━━ DATA SECTION

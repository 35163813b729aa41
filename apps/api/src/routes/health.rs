use axum::{extract::State, Json};
use serde_json::{json, Value};

use crate::state::AppState;

/// GET /health
/// Returns service status, version, and whether the analyzer runs live or in demo mode.
/// `notice` carries the reason the live client could not be built, if any.
pub async fn health_handler(State(state): State<AppState>) -> Json<Value> {
    Json(json!({
        "status": "ok",
        "version": env!("CARGO_PKG_VERSION"),
        "service": "resume-api",
        "mode": state.analyzer.mode(),
        "notice": state.analyzer.init_notice(),
    }))
}
use std::sync::Arc;

use crate::analysis::ResumeAnalyzer;

/// Shared application state injected into all route handlers via Axum extractors.
#[derive(Clone)]
pub struct AppState {
    /// Resolved once at startup; read-only afterwards.
    pub analyzer: Arc<ResumeAnalyzer>,
}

━━━━

◆ WHAT IS EXPECTED:
This task calls for an exact reproduction of the lines that start at the one containing "#[derive(Clone)]" and continue to the end of the entries above.

◆ TASK SOLUTION:
#[derive(Clone)]
pub struct AppState {
    /// Resolved once at startup; read-only afterwards.
    pub analyzer: Arc<ResumeAnalyzer>,
}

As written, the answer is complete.